Content Note: transphobia, social criticism, bullying, burn out, mental health, and sexual assault.
Recently, after seven years in the role, I quit moderating r/femdom. I’d been basically checked out for more than a few years. This was, not in the least part, because ultimately the act of trying to curate porn that gives 0 space for my actual sexuality (while purporting to be about me) is about as inherently rewarding as watching the bailiffs auction your heirlooms to help settle the unpaid mortgage on the family farm they are also seizing. I had started, amusingly, because I got banned and publicly spoke out about how the environment was hostile to dommes, particularly lifestyle dommes and tried to seed a little foothold- not removing the fap but suggesting it could be otherwise. The trigger for quitting is betwixt the therapy I am faithfully doing and yet another DM attempting, in good faith on their part, to point out I was not doing enough.
This isn’t, by the way, an attack on this person. She pointed out, being trans, she was banned for content with her bio-dick, which the group gives a pass to with a strapon. Systemic unfairness is rampant- users flag trans people just for being trans, at the best of times. Since everyone is very, very off the rules, even if you could argue her post broke the letter of the law or spirit, she wasn’t without a solid point. But I was looking at her relatively polite appeal to me, pointing out the gatekeeping of the group, and something just came untied. It was that while someone COULD take on her crusade, I was so burned out and, tbh, socially burned by trying to help that I was the wrong person to do it. If I did, I would probably piss everyone else off, putting her hopes on me and then dashing them. This would also be no win for me, as excessive past experience shows that friendly fire is a pretty standard experience in progressive spaces, as well as fragging.

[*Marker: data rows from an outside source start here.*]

//! The ingestion pipeline

use crate::error::PipelineError;
use crate::importance::page_importance;
use serde::Serialize;
use std::collections::HashSet;
use std::sync::{Arc, Mutex};
use tracing::{debug, info};
use trellis_analysis::Analyst;
use trellis_domain::analysis::MAX_CONCEPTS;
use trellis_domain::ident::normalize_url;
use trellis_domain::traits::GraphStore;
use trellis_domain::{
    CapturedContent, EdgeKind, GraphEdge, GraphNode, NodeId, ProcessedContent,
};

/// Label written on page→concept edges.
const MENTION_LABEL: &str = "mentions";

/// What an ingestion attempt did.
#[derive(Debug, Clone, PartialEq, Serialize)]
#[serde(tag = "outcome", rename_all = "snake_case")]
pub enum IngestOutcome {
    /// Content was analyzed and committed to the graph
    Ingested {
        /// Id of the page node
        page: NodeId,
        /// Concepts attached to the page
        concepts: usize,
        /// Edges newly created (existing edges are not counted)
        edges_added: usize,
    },

    /// The URL is already archived; nothing was re-analyzed or re-stored
    DuplicateUrl,

    /// Another ingestion of this URL is currently running
    AlreadyInFlight,

    /// Body is shorter than the configured persistence minimum
    BelowMinimumLength {
        /// Words in the capture
        words: usize,
        /// Configured minimum
        min: usize,
    },

    /// The analysis call failed or returned nothing usable; nothing stored
    AnalysisUnavailable,
}

// Removes its URL from the in-flight set on every exit path, including
// panics and early returns.
struct InFlightGuard {
    set: Arc<Mutex<HashSet<String>>>,
    key: String,
}

impl InFlightGuard {
    fn acquire(
        set: Arc<Mutex<HashSet<String>>>,
        key: String,
    ) -> Result<Option<Self>, PipelineError> {
        let mut in_flight = set
            .lock()
            .map_err(|e| PipelineError::Poisoned(e.to_string()))?;
        if !in_flight.insert(key.clone()) {
            return Ok(None);
        }
        drop(in_flight);
        Ok(Some(Self { set, key }))
    }
}

impl Drop for InFlightGuard {
    fn drop(&mut self) {
        if let Ok(mut in_flight) = self.set.lock() {
            in_flight.remove(&self.key);
        }
    }
}

/// Orchestrates capture → analysis → graph commit.
pub struct Pipeline<S: GraphStore> {
    store: Arc<Mutex<S>>,
    analyst: Arc<Analyst>,
    in_flight: Arc<Mutex<HashSet<String>>>,
}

I wouldn’t be able to get the other moderators to be able to make a useful change, all they would be is more burned out and pissed off. I was the most approachable for her issue, but holy hell was I holding on by a thread. I knew that the team I worked with, however well meaning, were similarly ground down. Bot campaigns, hate mail, trashing and bad faith social justice flavoured appeals had all done a lot of damage, leaving a team that was doing the bare minimum to keep the lights on. Fragility, in its various forms has been called out as a barrier to change, but being what people call a “Geriatric Millennial”, I am old enough to see that while conflict might not be abuse, it is labour. It’s labour to sit with the discomfort of your own faults. The work doesn’t go away, even if it is important, no spoons magically materialize extra to make people more resilient because the work is important.
You can definitely power that gap on anger, or fear, but that is a quick way to cPTSD.
Oh, poor Pearl, making excuses! Nah, this is honesty, not an emotional appeal to you. The direct truth, here, is that me in the moderator role wasn’t going to help her with her problem. BUT. Me in the moderator role was probably standing in the way of someone who could. Not because I was actively blocking someone- like most load bearing, endless in scope volunteer roles, being present was leaving people comfortable enough not to do the work to fix things or let them fail.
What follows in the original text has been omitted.